I JUST bought my Passion in July and two weeks later - there's the Jewel! I ended up shooting one and liked it better than my Passion. I felt that it was quieter and easier to draw, but didn't notice a huge difference in speed. The above poster is right though, you can get great money out of your Passion (I did!) and get her the Jewel if you like. Or if she's happy - don't worry about it. There's not a huge difference in them, but I liked it enough to switch. Btw, keep up the good work, troubled kids need more people like you.


----------



## motox77 (Feb 25, 2011)

Thanks for the feedback!


----------



## HC Knives (May 20, 2011)

My misses gave the Passion a 8 out of 10 and a 7 out of ten for Jewel shooting them side by side so its a to each their own type of thing


----------



## tsaxybabe (Feb 24, 2010)

HC Knives said:


> My misses gave the Passion a 8 out of 10 and a 7 out of ten for Jewel shooting them side by side so its a to each their own type of thing


Do you know what she didn't like about the Jewel? Just curious. Mine is still on order so I only know what I could feel in a few shots.


----------



## motox77 (Feb 25, 2011)

i'm curious as well..


----------



## HC Knives (May 20, 2011)

She hated the draw and the grip compared to her bow and the bows she has been shooting to upgrade to. She has a rating system of some kind going from 0 - 10 that includes wall, draw, speed, grip,shock noise and personal fit.

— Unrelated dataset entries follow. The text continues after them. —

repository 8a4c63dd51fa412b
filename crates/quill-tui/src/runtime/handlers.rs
//! Effect handlers for the TUI runtime.
//!
//! Handlers are pure async functions that return a `UiEvent`. The runtime
//! spawns them and forwards the result to the inbox; they never mutate
//! state directly. Filesystem work runs in `spawn_blocking` so the loop
//! thread stays responsive.

use std::path::PathBuf;
use std::time::Duration;

use quill_core::attachment::{Attachment, AttachmentError, load_attachment};
use quill_core::config::AttachmentsConfig;
use quill_core::files::list_project_files;
use tokio_util::sync::CancellationToken;

use crate::events::{RejectedPaste, UiEvent};

/// How long the bundled echo responder "thinks" before replying.
const ECHO_DELAY: Duration = Duration::from_millis(400);

/// Lists project files for the completion popup.
pub async fn file_listing(root: PathBuf, cancel: Option<CancellationToken>) -> UiEvent {
    let cancel = cancel.unwrap_or_default();
    let result = tokio::task::spawn_blocking(move || list_project_files(&root, &cancel))
        .await
        .map_err(|e| format!("listing task failed: {e}"));
    UiEvent::FilesListed { result }
}

/// Runs the attachment validation pipeline on a pasted path.
///
/// Failures carry the original pasted text so the reducer can fall back to
/// inserting it literally.
pub async fn attachment_load(path: PathBuf, pasted: String, rules: AttachmentsConfig) -> UiEvent {
    let result = tokio::task::spawn_blocking(move || load_attachment(&path, &rules))
        .await
        .unwrap_or_else(|e| Err(AttachmentError::Io(format!("load task failed: {e}"))));

    UiEvent::FilePicked {
        result: result.map_err(|reason| RejectedPaste {
            text: pasted,
            reason,
        }),
    }
}

/// The bundled local responder: echoes the message back after a short delay.
///
/// Stands in for a real backend so the send pipeline, the busy gate, and
/// the transcript have a full lifecycle.
pub async fn agent_turn(text: String, attachments: Vec<Attachment>) -> UiEvent {
    tokio::time::sleep(ECHO_DELAY).await;

    let mut reply = format!("You said: {text}");
    if !attachments.is_empty() {
        let names: Vec<&str> = attachments.iter().map(|a| a.file_name.as_str()).collect();
        reply.push_str(&format!(
            "\n(received {} attachment{}: {})",
            attachments.len(),
            if attachments.len() == 1 { "" } else { "s" },
            names.join(", ")
        ));
    }

    UiEvent::AgentReplied { text: reply }
}
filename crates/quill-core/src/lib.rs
//! Core library for quill: configuration, logging, attachments, file listing.

pub mod attachment;
pub mod config;
pub mod files;
pub mod logging;
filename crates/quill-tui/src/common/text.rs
//! Text utilities for TUI rendering.

use unicode_width::{UnicodeWidthChar, UnicodeWidthStr};

/// Truncates a string with ellipsis if it exceeds max_width (unicode-aware).
///
/// Uses unicode width for accurate terminal column calculation, handling
/// wide characters (CJK, emoji) correctly.
pub fn truncate_with_ellipsis(text: &str, max_width: usize) -> String {
    if text.width() <= max_width {
        return text.to_string();
    }
    if max_width <= 1 {
        return "…".to_string();
    }
    let mut truncated = String::new();
    for ch in text.chars() {
        let next_width = truncated.width() + ch.width().unwrap_or(0);
        if next_width + 1 > max_width {
            break;
        }
        truncated.push(ch);
    }
    truncated.push('…');
    truncated
}

/// Truncates from the start with a leading ellipsis, keeping the end of the
/// string (unicode-aware). Useful for paths where the tail matters.
pub fn truncate_start_with_ellipsis(text: &str, max_width: usize) -> String {
    if text.width() <= max_width {
        return text.to_string();
    }
    if max_width <= 1 {
        return "…".to_string();
    }
    let mut kept: Vec<char> = Vec::new();
    let mut width = 0;
    for ch in text.chars().rev() {
        let ch_width = ch.width().unwrap_or(0);
        if width + ch_width + 1 > max_width {
            break;
        }
        width += ch_width;
        kept.push(ch);
    }
    let mut result = String::from("…");
    result.extend(kept.iter().rev());
    result
}
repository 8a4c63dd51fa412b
//! Quit confirmation dialog.

use crossterm::event::{KeyCode, KeyEvent, KeyModifiers};
use ratatui::Frame;
use ratatui::layout::{Alignment, Rect};
use ratatui::style::{Modifier, Style};
use ratatui::text::{Line, Span};
use ratatui::widgets::Paragraph;

use super::OverlayUpdate;
use crate::effects::UiEffect;
use crate::theme::Theme;

/// State for the quit confirmation overlay.
#[derive(Debug, Clone, Default)]
pub struct QuitConfirmState;

impl QuitConfirmState {
    pub fn open() -> (Self, Vec<UiEffect>) {
        (Self, vec![])
    }

    pub fn render(&self, frame: &mut Frame, area: Rect, input_y: u16, theme: &Theme) {
        render_quit_confirm(frame, area, input_y, theme);
    }

    pub fn handle_key(&mut self, key: KeyEvent) -> OverlayUpdate {
        let ctrl = key.modifiers.contains(KeyModifiers::CONTROL);

        match key.code {
            KeyCode::Char('y' | 'Y') | KeyCode::Enter => {
                OverlayUpdate::close().with_ui_effects(vec![UiEffect::Quit])
            }
            KeyCode::Char('n' | 'N') | KeyCode::Esc => OverlayUpdate::close(),
            KeyCode::Char('c') if ctrl => OverlayUpdate::close(),
            _ => OverlayUpdate::stay(),
        }
    }
}

fn render_quit_confirm(frame: &mut Frame, area: Rect, input_top_y: u16, theme: &Theme) {
    use super::render_utils::{InputHint, OverlayConfig, render_overlay};

    let hints = [InputHint::new("y", "quit"), InputHint::new("n", "stay")];
    let layout = render_overlay(
        frame,
        area,
        input_top_y,
        theme,
        &OverlayConfig {
            title: "Quit",
            border_color: theme.warning,
            width: 36,
            height: 6,
            hints: &hints,
        },
    );

    let lines = vec![
        Line::default(),
        Line::from(Span::styled(
            "Leave Quill?",
            Style::default().add_modifier(Modifier::BOLD),
        )),
    ];
    let message = Paragraph::new(lines).alignment(Alignment::Center);
    frame.render_widget(message, layout.body);
}
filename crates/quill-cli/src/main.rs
mod cli;

fn main() {
    if let Err(e) = cli::run() {
        eprintln!("{e:#}"); // pretty anyhow chain
        std::process::exit(1);
    }
}
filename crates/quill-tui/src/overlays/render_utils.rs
//! Shared rendering utilities for overlays.

use ratatui::Frame;
use ratatui::layout::{Alignment, Rect};
use ratatui::style::{Color, Modifier, Style};
use ratatui::text::{Line, Span};
use ratatui::widgets::{Block, Borders, Clear, Paragraph};

use crate::common::truncate_start_with_ellipsis;
use crate::theme::Theme;

/// Calculates the area for an overlay, centered horizontally and vertically
/// within the available height (the space above the input bar).
pub fn calculate_overlay_area(area: Rect, available_height: u16, width: u16, height: u16) -> Rect {
    let width = width.min(area.width.saturating_sub(4));
    let height = height.min(available_height.saturating_sub(2));

    let overlay_x = (area.width.saturating_sub(width)) / 2;
    let overlay_y = (available_height.saturating_sub(height)) / 2;
    Rect::new(overlay_x, overlay_y, width, height)
}

/// Renders the base container for an overlay (clears background, draws
/// border and title).
pub fn render_overlay_container(frame: &mut Frame, area: Rect, title: &str, border_color: Color) {
    frame.render_widget(Clear, area);

    let block = Block::default()
        .borders(Borders::ALL)
        .border_style(Style::default().fg(border_color))
        .title(format!(" {title} "))
        .title_style(
            Style::default()
                .fg(border_color)
                .add_modifier(Modifier::BOLD),
        );
    frame.render_widget(block, area);
}

/// Input configuration for an overlay.
pub struct OverlayConfig<'a> {
    pub title: &'a str,
    pub border_color: Color,
    pub width: u16,
    pub height: u16,
    pub hints: &'a [InputHint<'a>],
}

/// Layout rectangles for an overlay.
pub struct OverlayLayout {
    pub popup: Rect,
    pub body: Rect,
}

/// Render a standard overlay container and return its layout.
pub fn render_overlay(
    frame: &mut Frame,
    area: Rect,
    input_y: u16,
    theme: &Theme,
    config: &OverlayConfig<'_>,
) -> OverlayLayout {
    let popup = calculate_overlay_area(area, input_y, config.width, config.height);
    render_overlay_container(frame, popup, config.title, config.border_color);

    let inner = Rect::new(
        popup.x + 1,
        popup.y + 1,
        popup.width.saturating_sub(2),
        popup.height.saturating_sub(2),
    );

    if !config.hints.is_empty() {
        render_hints(frame, inner, config.hints, theme, config.border_color);
    }

    let footer_height = u16::from(!config.hints.is_empty());
    let body_height = inner.height.saturating_sub(footer_height);
    let body = Rect::new(inner.x, inner.y, inner.width, body_height);

    OverlayLayout { popup, body }
}

/// Helper struct for keyboard hints.
pub struct InputHint<'a> {
    pub key: &'a str,
    pub action: &'a str,
}

impl<'a> InputHint<'a> {
    pub fn new(key: &'a str, action: &'a str) -> Self {
        Self { key, action }
    }
}

/// Configuration for rendering a prompt input line (e.g., a filter input).
pub struct InputLine<'a> {
    pub value: &'a str,
    pub prompt: &'a str,
    pub prompt_color: Color,
    pub text_color: Color,
    pub cursor_color: Color,
}

/// Renders a prompt-style input line: "> <text>█".
pub fn render_input_line(frame: &mut Frame, area: Rect, input: &InputLine<'_>) {
    let max_text_width = area.width.saturating_sub(input.prompt.len() as u16 + 1) as usize;
    let display_text = if input.value.is_empty() {
        String::new()
    } else {
        truncate_start_with_ellipsis(input.value, max_text_width)
    };

    let spans = vec![
        Span::styled(input.prompt, Style::default().fg(input.prompt_color)),
        Span::styled(display_text, Style::default().fg(input.text_color)),
        Span::styled("█", Style::default().fg(input.cursor_color)),
    ];

    frame.render_widget(Paragraph::new(Line::from(spans)), area);
}

/// Renders a line of keyboard hints at the bottom of the overlay.
pub fn render_hints(
    frame: &mut Frame,
    area: Rect,
    hints: &[InputHint],
    theme: &Theme,
    highlight_color: Color,
) {
    let hints_y = area.y + area.height.saturating_sub(1);
    let hints_area = Rect::new(area.x, hints_y, area.width, 1);

    let mut spans = Vec::new();
    for (i, hint) in hints.iter().enumerate() {
        if i > 0 {
            spans.push(Span::styled(" • ", Style::default().fg(theme.dim)));
        }
        spans.push(Span::styled(hint.key, Style::default().fg(highlight_color)));
        spans.push(Span::styled(
            format!(" {}", hint.action),
            Style::default().fg(theme.dim),
        ));
    }

    let para = Paragraph::new(Line::from(spans)).alignment(Alignment::Center);
    frame.render_widget(para, hints_area);
}

/// Renders a separator line.
pub fn render_separator(frame: &mut Frame, area: Rect, theme: &Theme, y_offset: u16) {
    if y_offset >= area.height {
        return;
    }
    let separator = "─".repeat(area.width as usize);
    let separator_area = Rect::new(area.x, area.y + y_offset, area.width, 1);
    frame.render_widget(
        Paragraph::new(Line::from(Span::styled(
            separator,
            Style::default().fg(theme.dim),
        ))),
        separator_area,
    );
}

She told me she purposely isnt paying attention to looks other then fit and finish because she did love the looks of Jewel but performance is first . Its been interesting watching her process of elimination as I have no bearing on the womans choice even if I tried. I just find the bows then Im out of it, money isnt a Issue for her choice PER SAY but cost will be a tie breaker. She is having them all set at same DL and DW and shooting with same arrows so its pretty even for HER but more DW and DL might make better performers. Almost all getting shot over chrony as well.
So far Strothers Allure is a 9.3,Passion and Vixcen tied at 9, Heartbreaker at a 8, Jewel at 7,Homewrecker at 6. She is hoping to find a Elite or two set for her DL to try as well as a Nemisis but as of 6 tonight she informed me she needed both a Vixcen and Passion. Id not be surprised to see a Vixcen walk in the door tomorrow. She shot the Craze a bunch and even liked it better then the Jewel but I didnt ask how it rated. I think she REALLY wanted to love the Jewel but just cant apparently "Its not much faster then a Passion and a lot more money,not really a upgrade" was the word I got. About all I know about it


----------



## csunnysloan (Jul 13, 2011)

I purchased the passion on a friday and the jewel was released that following Monday. I love my passion however, I shot the jewel and fell in love with it. The jewel is so much quieter and to me arrow speed is greater. I personally liked the grip on the jewel as well. I will not let go of my passion but will still probably have the jewel by the end of this year. They are both great bows.

Hope this helps


----------



## HC Knives (May 20, 2011)

The Passion shot 11 fps faster then the Jewel both @ #50 draw with same arrows through a chrony


----------



## motox77 (Feb 25, 2011)

good feedback thanks!


----------



## BBbowhunter (Oct 6, 2009)

I really appreciate the info on here. I am getting ready to buy either the Passion or the Jewel within the next week so ANY other feedback is greatly appreciated! I shot the Passion and fell in love with it. Hopefully, will have an opportunity to shoot the Jewel this weekend! I'm hoping some ladies have just received their new Jewel and can give some feedback! Thanks!


----------



## tsaxybabe (Feb 24, 2010)

BBbowhunter said:


> I really appreciate the info on here. I am getting ready to buy either the Passion or the Jewel within the next week so ANY other feedback is greatly appreciated! I shot the Passion and fell in love with it. Hopefully, will have an opportunity to shoot the Jewel this weekend! I'm hoping some ladies have just received their new Jewel and can give some feedback! Thanks!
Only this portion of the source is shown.